¿Es posible sistematizar el contenido del acuerdo adoptado por la Comisión para la Paz y el Entendimiento, cuyo contenido fue dado a conocer recién ayer?
Hacerlo puede ayudar a que se le debata y así se discierna su importancia.
Al leerlo puede ser útil poner atención a tres conceptos distintos de justicia: la justicia simbólica, la material y la política. Cada una de ellas se relaciona con la distribución de algún bien. En el caso de la justicia simbólica, se trata del reconocimiento a la propia identidad cultural; en el caso de la justicia material, del acceso a los recursos; en el caso de la justicia política, de la participación. En esas tres dimensiones, el pueblo mapuche (y no solo él) ha padecido injusticia. Se ha negado su existencia e invisibilizado su ethos, su forma de estar en el mundo; se le ha privado de sus tierras, con las que sustentaba su vida y su cultura; se le ha impedido participar como pueblo en la formación de una voluntad común.
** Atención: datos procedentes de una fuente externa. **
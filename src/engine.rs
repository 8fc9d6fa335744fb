//! Boundary to the drawing engine.
//!
//! The window core never rasterizes anything itself. It tells the engine
//! which screen regions to fill, blit or flush from the back buffer, and
//! brackets multi-step paints with `suspend_auto_sync`/`sync`.
//!
//! Clipping and the copy-to-front switch are per engine instance. Every
//! window draws through its own instance from
//! [`DrawingEngine::create_window_engine`], so one window's update cannot
//! change how another one draws.

use std::sync::atomic::{AtomicBool, AtomicU64, Ordering};
use std::sync::{Arc, Mutex, PoisonError};

use tracing::trace;

use crate::region::Region;

/// Operations the window core needs from the drawing engine
pub trait DrawingEngine: Send + Sync {
    /// Restrict subsequent drawing to `region` (`None` lifts the restriction).
    fn constrain_clipping_region(&self, region: Option<&Region>);

    fn fill_region(&self, region: &Region, color: u32);

    /// Blit the pixels of `region` by (`dx`, `dy`).
    fn copy_region(&self, region: &Region, dx: i32, dy: i32);

    fn copy_to_front_enabled(&self) -> bool;

    /// Toggle the automatic back-to-front copy after each drawing command.
    fn set_copy_to_front_enabled(&self, enabled: bool);

    /// Flush `region` from the back buffer to the front buffer.
    fn copy_to_front(&self, region: &Region);

    fn suspend_auto_sync(&self);

    fn sync(&self);

    /// A new engine on the same frame buffer, with its own clipping and
    /// copy-to-front state.
    fn create_window_engine(&self) -> Arc<dyn DrawingEngine>;
}

#[derive(Debug, Default)]
struct EngineCounters {
    filled_rects: AtomicU64,
    copied_rects: AtomicU64,
    flushed_rects: AtomicU64,
}

/// Engine without a frame buffer; counts the work it was asked to do
#[derive(Debug)]
pub struct HeadlessEngine {
    copy_to_front: AtomicBool,
    clipping: Mutex<Option<Region>>,
    // shared by every engine of the same frame buffer
    counters: Arc<EngineCounters>,
}

impl Default for HeadlessEngine {
    fn default() -> Self {
        Self::with_counters(Arc::new(EngineCounters::default()))
    }
}

impl HeadlessEngine {
    pub fn new() -> Self {
        Self::default()
    }

    fn with_counters(counters: Arc<EngineCounters>) -> Self {
        Self {
            copy_to_front: AtomicBool::new(true),
            clipping: Mutex::new(None),
            counters,
        }
    }

    /// (filled, copied, flushed) rectangle counts so far, over all engines
    /// of this frame buffer
    pub fn stats(&self) -> (u64, u64, u64) {
        (
            self.counters.filled_rects.load(Ordering::Relaxed),
            self.counters.copied_rects.load(Ordering::Relaxed),
            self.counters.flushed_rects.load(Ordering::Relaxed),
        )
    }

    fn clipped_count(&self, region: &Region) -> u64 {
        let clipping = self.clipping.lock().unwrap_or_else(PoisonError::into_inner);
        match clipping.as_ref() {
            Some(clip) => {
                let mut clipped = region.clone();
                clipped.intersect_with(clip);
                clipped.count_rects() as u64
            }
            None => region.count_rects() as u64,
        }
    }
}

impl DrawingEngine for HeadlessEngine {
    fn constrain_clipping_region(&self, region: Option<&Region>) {
        *self.clipping.lock().unwrap_or_else(PoisonError::into_inner) = region.cloned();
    }

    fn fill_region(&self, region: &Region, color: u32) {
        let count = self.clipped_count(region);
        trace!("fill {} rects with {:#08x}", count, color);
        self.counters.filled_rects.fetch_add(count, Ordering::Relaxed);
    }

    fn copy_region(&self, region: &Region, dx: i32, dy: i32) {
        trace!("copy {} rects by ({}, {})", region.count_rects(), dx, dy);
        self.counters
            .copied_rects
            .fetch_add(region.count_rects() as u64, Ordering::Relaxed);
    }

    fn copy_to_front_enabled(&self) -> bool {
        self.copy_to_front.load(Ordering::Relaxed)
    }

    fn set_copy_to_front_enabled(&self, enabled: bool) {
        self.copy_to_front.store(enabled, Ordering::Relaxed);
    }

    fn copy_to_front(&self, region: &Region) {
        self.counters
            .flushed_rects
            .fetch_add(region.count_rects() as u64, Ordering::Relaxed);
    }

    fn suspend_auto_sync(&self) {}

    fn sync(&self) {}

    fn create_window_engine(&self) -> Arc<dyn DrawingEngine> {
        Arc::new(Self::with_counters(Arc::clone(&self.counters)))
    }
}
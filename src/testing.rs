//! Test support: a recording drawing engine, a scripted desktop and
//! windows wired to inspectable channels.

use std::collections::HashSet;
use std::sync::atomic::{AtomicBool, Ordering};
use std::sync::{Arc, Mutex, PoisonError};

use area_ipc::{ClientMessage, UpdateReply};
use tokio::sync::mpsc;

use crate::config::{DesktopConfig, GestureConfig, ServerConfig};
use crate::engine::DrawingEngine;
use crate::errors::{ServerError, ServerResult};
use crate::link::{window_channels, ClientEnd, PortLink, WindowEvent};
use crate::region::Region;
use crate::shared::{AppId, Rect, WindowId};
use crate::window::{DesktopOps, Window, WindowAttributes};

/// A drawing command seen by [`RecordingEngine`]
#[derive(Debug, Clone, PartialEq)]
pub enum EngineCall {
    Clip(Option<Region>),
    Fill(Region, u32),
    CopyRegion(Region, i32, i32),
    CopyToFront(Region),
}

/// Engines created from one another append to the same log.
#[derive(Debug)]
pub struct RecordingEngine {
    calls: Arc<Mutex<Vec<EngineCall>>>,
    copy_to_front: AtomicBool,
}

impl Default for RecordingEngine {
    fn default() -> Self {
        Self {
            calls: Arc::new(Mutex::new(Vec::new())),
            copy_to_front: AtomicBool::new(true),
        }
    }
}

impl RecordingEngine {
    fn record(&self, call: EngineCall) {
        self.calls
            .lock()
            .unwrap_or_else(PoisonError::into_inner)
            .push(call);
    }

    pub fn calls(&self) -> Vec<EngineCall> {
        self.calls
            .lock()
            .unwrap_or_else(PoisonError::into_inner)
            .clone()
    }

    /// Regions filled so far, in order.
    pub fn fills(&self) -> Vec<Region> {
        self.calls()
            .into_iter()
            .filter_map(|call| match call {
                EngineCall::Fill(region, _) => Some(region),
                _ => None,
            })
            .collect()
    }

    pub fn copy_to_front_enabled_now(&self) -> bool {
        self.copy_to_front.load(Ordering::Relaxed)
    }
}

impl DrawingEngine for RecordingEngine {
    fn constrain_clipping_region(&self, region: Option<&Region>) {
        self.record(EngineCall::Clip(region.cloned()));
    }

    fn fill_region(&self, region: &Region, color: u32) {
        self.record(EngineCall::Fill(region.clone(), color));
    }

    fn copy_region(&self, region: &Region, dx: i32, dy: i32) {
        self.record(EngineCall::CopyRegion(region.clone(), dx, dy));
    }

    fn copy_to_front_enabled(&self) -> bool {
        self.copy_to_front.load(Ordering::Relaxed)
    }

    fn set_copy_to_front_enabled(&self, enabled: bool) {
        self.copy_to_front.store(enabled, Ordering::Relaxed);
    }

    fn copy_to_front(&self, region: &Region) {
        self.record(EngineCall::CopyToFront(region.clone()));
    }

    fn suspend_auto_sync(&self) {}

    fn sync(&self) {}

    fn create_window_engine(&self) -> Arc<dyn DrawingEngine> {
        Arc::new(Self {
            calls: Arc::clone(&self.calls),
            copy_to_front: AtomicBool::new(true),
        })
    }
}

/// A window plus the other ends of its channels
pub struct TestWindow {
    pub window: Window,
    pub port: PortLink,
    pub client: ClientEnd,
    pub events: mpsc::UnboundedReceiver<WindowEvent>,
    pub engine: Arc<RecordingEngine>,
}

impl TestWindow {
    pub fn next_client_message(&mut self) -> Option<ClientMessage> {
        self.client.messages.try_recv().ok()
    }

    pub fn drain_client_messages(&mut self) -> Vec<ClientMessage> {
        std::iter::from_fn(|| self.client.messages.try_recv().ok()).collect()
    }

    /// Drain the client queue, counting update requests.
    pub fn count_update_requests(&mut self) -> usize {
        self.drain_client_messages()
            .iter()
            .filter(|message| **message == ClientMessage::UpdateRequested)
            .count()
    }

    /// Drain the client queue, looking for `message`.
    pub fn received(&mut self, message: &ClientMessage) -> bool {
        self.drain_client_messages().contains(message)
    }

    /// Occupy the client queue until sends start failing.
    pub fn fill_client_queue(&mut self) {
        while self
            .window
            .link()
            .send_message_to_client(ClientMessage::ZoomRequested)
            .is_ok()
        {}
    }

    pub fn next_raw_reply(&mut self) -> Option<Vec<u8>> {
        self.client.replies.try_recv().ok()
    }

    pub fn next_reply(&mut self) -> Option<UpdateReply> {
        self.next_raw_reply()
            .map(|bytes| UpdateReply::decode(&bytes).expect("undecodable reply"))
    }

    pub fn drain_window_events(&mut self) -> Vec<WindowEvent> {
        std::iter::from_fn(|| self.events.try_recv().ok()).collect()
    }
}

fn build(id: WindowId, app: AppId, attributes: WindowAttributes, config: &ServerConfig) -> TestWindow {
    let channels = window_channels(id, config.update.client_queue_capacity);
    let engine = Arc::new(RecordingEngine::default());
    let window = Window::new(
        id,
        app,
        attributes,
        channels.link,
        engine.clone(),
        config,
    );
    TestWindow {
        window,
        port: channels.port,
        client: channels.client,
        events: channels.events,
        engine,
    }
}

fn show(mut test: TestWindow) -> TestWindow {
    test.window.set_current_workspace(Some(0));
    test.window.set_hidden(false);
    test.window
        .set_clipping(&Region::from(Rect::new(-10_000, -10_000, 10_000, 10_000)));
    test
}

/// A hidden window, as created before the desktop stacks it.
pub fn window_with(attributes: WindowAttributes) -> TestWindow {
    window_with_ids(WindowId(1), AppId(1), attributes)
}

pub fn window_with_ids(id: WindowId, app: AppId, attributes: WindowAttributes) -> TestWindow {
    build(id, app, attributes, &ServerConfig::default())
}

/// A titled window on workspace 0 with nothing in front of it.
pub fn visible_window(frame: Rect) -> TestWindow {
    visible_window_with(WindowAttributes::new("test", frame))
}

pub fn visible_window_with(attributes: WindowAttributes) -> TestWindow {
    show(window_with(attributes))
}

pub fn visible_window_with_capacity(frame: Rect, capacity: usize) -> TestWindow {
    let mut config = ServerConfig::default();
    config.update.client_queue_capacity = capacity;
    show(build(
        WindowId(1),
        AppId(1),
        WindowAttributes::new("test", frame),
        &config,
    ))
}

pub fn visible_window_with_pool(frame: Rect, limit: usize) -> TestWindow {
    let mut config = ServerConfig::default();
    config.update.region_pool_limit = limit;
    show(build(
        WindowId(1),
        AppId(1),
        WindowAttributes::new("test", frame),
        &config,
    ))
}

/// A desktop operation requested by a gesture
#[derive(Debug, Clone, PartialEq)]
pub enum DesktopCall {
    Move(WindowId, i32, i32),
    Resize(WindowId, i32, i32),
    TabLocation(WindowId),
    Activate(WindowId),
    Focus(WindowId),
    SendBehind(WindowId),
}

/// Applies gesture requests straight to the window and logs them
pub struct TestDesktop {
    pub config: DesktopConfig,
    pub gesture: GestureConfig,
    pub screen: Rect,
    pub modal: bool,
    known: HashSet<WindowId>,
    calls: Vec<DesktopCall>,
    mouse_event_window: Option<WindowId>,
}

impl TestDesktop {
    pub fn new(window: &Window) -> Self {
        let config = DesktopConfig::default();
        let screen = Rect::new(0, 0, config.screen_width - 1, config.screen_height - 1);
        Self {
            config,
            gesture: GestureConfig::default(),
            screen,
            modal: false,
            known: HashSet::from([window.id()]),
            calls: Vec::new(),
            mouse_event_window: None,
        }
    }

    /// Simulate the window being closed mid-gesture.
    pub fn forget(&mut self, id: WindowId) {
        self.known.remove(&id);
    }

    pub fn calls(&self) -> &[DesktopCall] {
        &self.calls
    }

    pub fn mouse_event_window(&self) -> Option<WindowId> {
        self.mouse_event_window
    }

    fn check(&self, window: &Window) -> ServerResult<()> {
        if self.known.contains(&window.id()) {
            Ok(())
        } else {
            Err(ServerError::UnknownWindow(window.id()))
        }
    }
}

impl DesktopOps for TestDesktop {
    fn desktop_config(&self) -> &DesktopConfig {
        &self.config
    }

    fn gesture_config(&self) -> &GestureConfig {
        &self.gesture
    }

    fn screen_frame(&self) -> Rect {
        self.screen
    }

    fn move_window_by(&mut self, window: &mut Window, dx: i32, dy: i32) -> ServerResult<()> {
        self.check(window)?;
        self.calls.push(DesktopCall::Move(window.id(), dx, dy));
        window.move_by(dx, dy);
        Ok(())
    }

    fn resize_window_by(&mut self, window: &mut Window, dx: i32, dy: i32) -> ServerResult<()> {
        self.check(window)?;
        self.calls.push(DesktopCall::Resize(window.id(), dx, dy));
        window.resize_by(dx, dy, None);
        Ok(())
    }

    fn set_window_tab_location(
        &mut self,
        window: &mut Window,
        location: f32,
    ) -> ServerResult<bool> {
        self.check(window)?;
        self.calls.push(DesktopCall::TabLocation(window.id()));
        let mut dirty = Region::new();
        Ok(window.set_tab_location(location, &mut dirty))
    }

    fn activate_window(&mut self, window: &mut Window) -> ServerResult<()> {
        self.check(window)?;
        self.calls.push(DesktopCall::Activate(window.id()));
        window.set_focus(true);
        Ok(())
    }

    fn set_focus_window(&mut self, window: &mut Window) -> ServerResult<()> {
        self.check(window)?;
        self.calls.push(DesktopCall::Focus(window.id()));
        window.set_focus(true);
        Ok(())
    }

    fn send_window_behind(&mut self, window: &mut Window) -> ServerResult<()> {
        self.check(window)?;
        self.calls.push(DesktopCall::SendBehind(window.id()));
        Ok(())
    }

    fn set_mouse_event_window(&mut self, window: Option<WindowId>) {
        self.mouse_event_window = window;
    }

    fn has_modal(&self, _window: &Window) -> bool {
        self.modal
    }
}
//! Update sessions and the client redraw handshake.
//!
//! Dirt destined for the client collects in the pending session. The
//! first transfer asks the client for an update; `begin_update` turns the
//! pending session into the current one the client draws against, and
//! `end_update` flushes it to the front buffer and loops back if more dirt
//! came in meanwhile.
//!
//! ```text
//! Idle --transfer--> Requested --begin_update--> InUpdate
//!   ^                    ^                          |
//!   |                    +---- pending in use ------+
//!   +------------------- pending empty -------------+
//! ```

use area_ipc::{ClientMessage, UpdateGeometry, UpdateReply};
use tracing::{debug, error, trace, warn};

use super::types::UpdateCause;
use super::Window;
use crate::errors::{ServerError, ServerResult};
use crate::link::PortLink;
use crate::region::Region;

/// One round of dirt on its way to the client. The region is kept in
/// screen coordinates and follows the window when it moves.
#[derive(Debug, Clone, Default)]
pub struct UpdateSession {
    dirty_region: Region,
    in_use: bool,
    cause: UpdateCause,
}

impl UpdateSession {
    pub fn new() -> Self {
        Self::default()
    }

    pub fn include(&mut self, region: &Region) {
        self.dirty_region.include(region);
    }

    pub fn exclude(&mut self, region: &Region) {
        self.dirty_region.exclude(region);
    }

    pub fn move_by(&mut self, dx: i32, dy: i32) {
        self.dirty_region.offset_by(dx, dy);
    }

    /// Marking a session unused empties its region and causes together.
    pub fn set_used(&mut self, used: bool) {
        self.in_use = used;
        if !used {
            self.dirty_region.make_empty();
            self.cause = UpdateCause::empty();
        }
    }

    pub fn is_used(&self) -> bool {
        self.in_use
    }

    pub fn add_cause(&mut self, cause: UpdateCause) {
        self.cause |= cause;
    }

    pub fn cause(&self) -> UpdateCause {
        self.cause
    }

    pub fn is_expose(&self) -> bool {
        self.cause.contains(UpdateCause::EXPOSE)
    }

    pub fn is_request(&self) -> bool {
        self.cause.contains(UpdateCause::REQUEST)
    }

    pub fn dirty_region(&self) -> &Region {
        &self.dirty_region
    }

    pub(crate) fn dirty_region_mut(&mut self) -> &mut Region {
        &mut self.dirty_region
    }
}

impl Window {
    pub fn update_requested(&self) -> bool {
        self.update_requested
    }

    pub fn in_update(&self) -> bool {
        self.in_update
    }

    pub fn current_session(&self) -> &UpdateSession {
        &self.current_session
    }

    pub fn pending_session(&self) -> &UpdateSession {
        &self.pending_session
    }

    /// Queue `dirty` (screen coordinates, already clipped to the visible
    /// content) for the client. Exposed areas get their view backgrounds
    /// cleared right away.
    pub(crate) fn trigger_content_redraw(&mut self, dirty: &Region) {
        if !self.is_visible() || dirty.is_empty() || self.feel == super::WindowFeel::WindowScreen {
            return;
        }

        let was_expose = self.pending_session.is_expose();
        self.transfer_to_update_session(dirty);

        if !self.pending_session.is_expose() {
            return;
        }
        self.update_content_region();

        // an expose arriving on a request-only session implicates all of it
        let clearing = if was_expose {
            dirty
        } else {
            self.pending_session.dirty_region()
        };

        let engine = self.engine.as_ref();
        let copy_to_front = engine.copy_to_front_enabled();
        engine.set_copy_to_front_enabled(true);
        engine.suspend_auto_sync();
        self.top_view
            .draw(engine, clearing, &self.content_region, true);
        engine.sync();
        engine.set_copy_to_front_enabled(copy_to_front);
    }

    fn transfer_to_update_session(&mut self, dirty: &Region) {
        if dirty.is_empty() {
            return;
        }

        self.pending_session.set_used(true);
        self.pending_session.add_cause(self.dirty_cause);
        self.pending_session.include(dirty);

        // one outstanding request is enough; BeginUpdate picks up the rest
        if !self.update_requested {
            self.send_update_message();
        }
    }

    fn send_update_message(&mut self) {
        if !self.update_requests_enabled {
            trace!("Window {}: update requests disabled", self.id);
            return;
        }

        if let Err(e) = self.link.send_message_to_client(ClientMessage::UpdateRequested) {
            // keep collecting dirt; the next transfer asks again
            debug!("Window {}: update request deferred: {}", self.id, e);
            return;
        }

        trace!("Window {}: update requested", self.id);
        self.update_requested = true;
        self.effective_valid = false;
    }

    pub fn update_requests_enabled(&self) -> bool {
        self.update_requests_enabled
    }

    pub fn disable_update_requests(&mut self) {
        self.update_requests_enabled = false;
    }

    /// Re-enable update requests, asking for any update held back meanwhile.
    pub fn enable_update_requests(&mut self) {
        self.update_requests_enabled = true;
        if !self.update_requested && self.pending_session.is_used() {
            self.send_update_message();
        }
    }

    /// The client is ready to draw. Replies with the frame and the views to
    /// redraw, or with an error status if no update was requested.
    pub fn begin_update(&mut self, link: &PortLink) -> ServerResult<()> {
        if !self.update_requested {
            error!("Window {}: BEGIN_UPDATE without a requested update", self.id);
            if let Err(e) = link.send_reply(&UpdateReply::Error) {
                debug!("Window {}: error reply not delivered: {}", self.id, e);
            }
            return Err(ServerError::UpdateNotRequested(self.id));
        }

        let mut dirty = match self.pool.get_copy(self.pending_session.dirty_region()) {
            Ok(dirty) => dirty,
            Err(e) => {
                warn!("Window {}: cannot begin update: {}", self.id, e);
                link.send_reply(&UpdateReply::Error)?;
                // ask again, the pending session is untouched
                self.update_requested = false;
                self.send_update_message();
                return Err(e);
            }
        };

        std::mem::swap(&mut self.current_session, &mut self.pending_session);
        self.pending_session.set_used(false);
        self.in_update = true;
        self.effective_valid = false;

        self.update_visible_content_region();
        dirty.intersect_with(&self.visible_content_region);

        let mut tokens = Vec::new();
        self.top_view
            .add_tokens_for_views_in_region(&mut tokens, &dirty, &self.content_region);

        debug!(
            "Window {}: begin update, {} rects, views {:?}",
            self.id,
            dirty.count_rects(),
            tokens
        );

        let sent = link.send_reply(&UpdateReply::Begin(UpdateGeometry {
            left: self.frame.left as f32,
            top: self.frame.top as f32,
            width: self.frame.width() as f32,
            height: self.frame.height() as f32,
            tokens,
        }));

        // the client's drawing reaches the screen at end_update
        self.engine.set_copy_to_front_enabled(false);

        if !self.current_session.is_expose() {
            let engine = self.engine.as_ref();
            engine.suspend_auto_sync();
            self.top_view
                .draw(engine, &dirty, &self.content_region, true);
            engine.sync();
        }

        sent
    }

    /// The client finished drawing the current session.
    pub fn end_update(&mut self) {
        if self.in_update {
            self.engine.set_copy_to_front_enabled(true);

            match self.pool.get_copy(self.current_session.dirty_region()) {
                Ok(mut dirty) => {
                    self.update_visible_content_region();
                    dirty.intersect_with(&self.visible_content_region);
                    self.engine.copy_to_front(&dirty);
                }
                Err(e) => warn!("Window {}: front buffer not flushed: {}", self.id, e),
            }

            self.current_session.set_used(false);
            self.in_update = false;
            self.effective_valid = false;
        }

        self.update_requested = false;
        if self.pending_session.is_used() {
            self.send_update_message();
        } else {
            trace!("Window {}: update cycle finished", self.id);
        }
    }

    /// Where the view `token` may draw right now, in screen coordinates.
    pub fn effective_drawing_region(&mut self, token: i32) -> Option<Region> {
        if !self.effective_valid {
            self.update_visible_content_region();
            self.effective_drawing_region
                .clone_from(&self.visible_content_region);
            if self.update_requested && !self.in_update {
                // the client has yet to begin; pending dirt is off limits
                self.effective_drawing_region
                    .exclude(self.pending_session.dirty_region());
            } else if self.in_update {
                self.effective_drawing_region
                    .intersect_with(self.current_session.dirty_region());
            }
            self.effective_valid = true;
        }

        self.update_content_region();
        let clipping = self
            .top_view
            .screen_and_user_clipping(token, &self.content_region)?;
        let mut region = self.effective_drawing_region.clone();
        region.intersect_with(&clipping);
        Some(region)
    }
}
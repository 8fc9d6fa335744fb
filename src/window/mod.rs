//! The clipping and update core of a single window.
//!
//! A `Window` owns its frame, the regions derived from it and the two
//! update sessions that pipeline redraws to the client. It is shared as
//! `Arc<Mutex<Window>>` between the desktop thread and its window thread;
//! which of the two may touch what is decided by the [`MultiLocker`]:
//!
//! - geometry, stacking and visibility change only under the write lock
//!   (desktop thread);
//! - redraw passes and update sessions run under a read lock on the
//!   window thread, which only ever locks its own window.
//!
//! Callers take the `MultiLocker` before the window mutex, never the
//! other way around.
//!
//! [`MultiLocker`]: crate::locking::MultiLocker

mod dirty;
mod gesture;
pub mod types;
mod update;

pub use gesture::{DesktopOps, MouseDispatch};
pub use types::{
    Modifiers, MouseButtons, MouseEvent, SizeLimits, UpdateCause, WindowFeel, WindowFlags,
    WindowLook,
};
pub use update::UpdateSession;

use std::fmt;
use std::sync::{Arc, Mutex, MutexGuard, PoisonError};
use std::time::{SystemTime, UNIX_EPOCH};

use area_ipc::ClientMessage;
use tracing::debug;

use crate::config::{DecoratorConfig, ServerConfig};
use crate::decorator::{self, Decorator};
use crate::engine::DrawingEngine;
use crate::link::WindowLink;
use crate::region::{Region, RegionPool};
use crate::shared::{AppId, Point, Rect, WindowId};
use crate::view::View;

use gesture::GestureState;

/// Workspaces a window can be placed on
pub const MAX_WORKSPACES: usize = 32;

/// Lock a shared window, recovering from a poisoned mutex.
pub fn lock_window(window: &Mutex<Window>) -> MutexGuard<'_, Window> {
    window.lock().unwrap_or_else(PoisonError::into_inner)
}

fn now_us() -> u64 {
    SystemTime::now()
        .duration_since(UNIX_EPOCH)
        .map(|since| since.as_micros() as u64)
        .unwrap_or_default()
}

/// How a client asked for its window to be created
#[derive(Debug, Clone)]
pub struct WindowAttributes {
    pub title: String,
    pub frame: Rect,
    pub look: WindowLook,
    pub feel: WindowFeel,
    pub flags: WindowFlags,
    /// Bitmask of workspaces the window lives on
    pub workspaces: u32,
    /// Drawn into a bitmap instead of the screen; never decorated
    pub offscreen: bool,
}

impl WindowAttributes {
    pub fn new(title: impl Into<String>, frame: Rect) -> Self {
        Self {
            title: title.into(),
            frame,
            look: WindowLook::Titled,
            feel: WindowFeel::Normal,
            flags: WindowFlags::empty(),
            workspaces: 1,
            offscreen: false,
        }
    }

    pub fn with_look(mut self, look: WindowLook) -> Self {
        self.look = look;
        self
    }

    pub fn with_feel(mut self, feel: WindowFeel) -> Self {
        self.feel = feel;
        self
    }

    pub fn with_flags(mut self, flags: WindowFlags) -> Self {
        self.flags = flags;
        self
    }

    pub fn with_workspaces(mut self, workspaces: u32) -> Self {
        self.workspaces = workspaces;
        self
    }

    pub fn offscreen(mut self) -> Self {
        self.offscreen = true;
        self
    }
}

pub struct Window {
    id: WindowId,
    app: AppId,
    title: String,
    frame: Rect,
    look: WindowLook,
    feel: WindowFeel,
    flags: WindowFlags,

    workspaces: u32,
    current_workspace: Option<u32>,
    /// Last position on each workspace
    anchors: [Option<Point>; MAX_WORKSPACES],

    hidden: bool,
    minimized: bool,
    offscreen: bool,
    is_focus: bool,
    size_limits: SizeLimits,

    decorator: Option<Box<dyn Decorator>>,
    decorator_config: DecoratorConfig,
    top_view: View,
    engine: Arc<dyn DrawingEngine>,
    link: WindowLink,
    pool: RegionPool,

    visible_region: Region,
    border_region: Region,
    border_valid: bool,
    content_region: Region,
    content_valid: bool,
    visible_content_region: Region,
    visible_content_valid: bool,
    effective_drawing_region: Region,
    effective_valid: bool,

    dirty_region: Region,
    dirty_cause: UpdateCause,
    current_session: UpdateSession,
    pending_session: UpdateSession,
    update_requested: bool,
    in_update: bool,
    update_requests_enabled: bool,

    gesture: GestureState,
    /// Windows kept behind this modal/floating window
    subsets: Vec<WindowId>,
}

impl fmt::Debug for Window {
    fn fmt(&self, f: &mut fmt::Formatter<'_>) -> fmt::Result {
        f.debug_struct("Window")
            .field("id", &self.id)
            .field("title", &self.title)
            .field("frame", &self.frame)
            .field("hidden", &self.hidden)
            .field("update_requested", &self.update_requested)
            .field("in_update", &self.in_update)
            .finish_non_exhaustive()
    }
}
En la medida que el acuerdo de la Comisión remedia esas tres formas de injusticia, o las atenúa, debe ser apoyado.
Comencemos por la dimensión simbólica.
El acuerdo sugiere que en las reglas constitucionales se reconozca tanto la existencia de los pueblos indígenas como los derechos colectivos de los que son titulares. Entre esos derechos se cuenta el de preservar su lengua y sus formas de organización para cuyo fortalecimiento y preservación se sugieren diversas medidas. Para apreciar la importancia de esas recomendaciones hay que recordar que la lengua que hablamos —la lengua que cada uno recibió de su madre y que atesora en la memoria— es la forma más básica de estar en el mundo y de configurar la propia identidad. Mientras los seres humanos somos casi idénticos en nuestro arsenal anatómico y biológico, somos, sin embargo, muy distintos desde el punto de vista cultural y lingüístico ¿A qué se debe eso que, bien mirado, parece una anomalía? Pues bien, se debe al hecho que la lengua es la que nos permite tallar nuestra identidad, elaborar la cultura y hacernos un lugar en este mundo, la que nos permite ser, en suma, humanos. Por eso negar la lengua, impedir se la hable o consentir se extinga equivale a dejar que lo más propio de una existencia colectiva desaparezca.
Está, luego, la dimensión material.
Los marxistas y los que no lo son —sobre todo los que no lo son— conocen la importancia de las condiciones materiales de la existencia, indispensables para la producción y reproducción de la vida. En las sociedades contemporáneas es el dinero lo que representa a todos los bienes. En el caso de la cultura mapuche es ante todo la tierra, la que les fue, mediante la fuerza primero y el engaño después, arrebatada. Por supuesto, retrotraer la propiedad de la tierra al momento originario no es simplemente posible. De ahí entonces que el informe establezca tres principios cuya importancia y novedad es difícil de exagerar. Permite que la tierra entregada sea disponible y negociable mediante contratos (algo que históricamente se ha impedido); establece un límite a la reparación por esa vía (impidiendo el mal de una demanda infinita); y contempla formas alternativas como la reparación en bienes sustitutos o en dinero (favoreciendo así de manera indirecta la incorporación voluntaria a las, por decirlo así, prácticas de mercado).
Y en fin, se encuentra la dimensión política.
Uno de los problemas del pueblo mapuche (y de otros pueblos indígenas) es que carece de una voluntad común que lo represente ante el Estado. Sin ella, las demandas de ese pueblo (y de otros, claro está) son ideológicamente capturadas por minorías consistentes y violentas. Para evitarlo, es fundamental crear mecanismos de formación de una voluntad común para que ese pueblo pueda comparecer como sujeto en la vida democrática. Para ello el informe contempla algunas medidas.
El informe no incurre en ningún adanismo (la idea de que es posible retroceder a un momento cero de la historia), tampoco en una utopía arcaica (creer que si volviéramos atrás encontraríamos un paraíso) ni en la culpa intergeneracional (consistente en creer que los actuales descendientes de quienes ocuparon la zona son, por eso, también culpables y no, como son, víctimas que también merecen reparación).
Por todo ello, merece ser leído, y si la racionalidad todavía tiene algún peso en la política, es probable que al cerrar sus páginas se concluya que sí, que en lo fundamental merece el aplauso y la aprobación porque remedia la injusticia y desarma al radicalismo.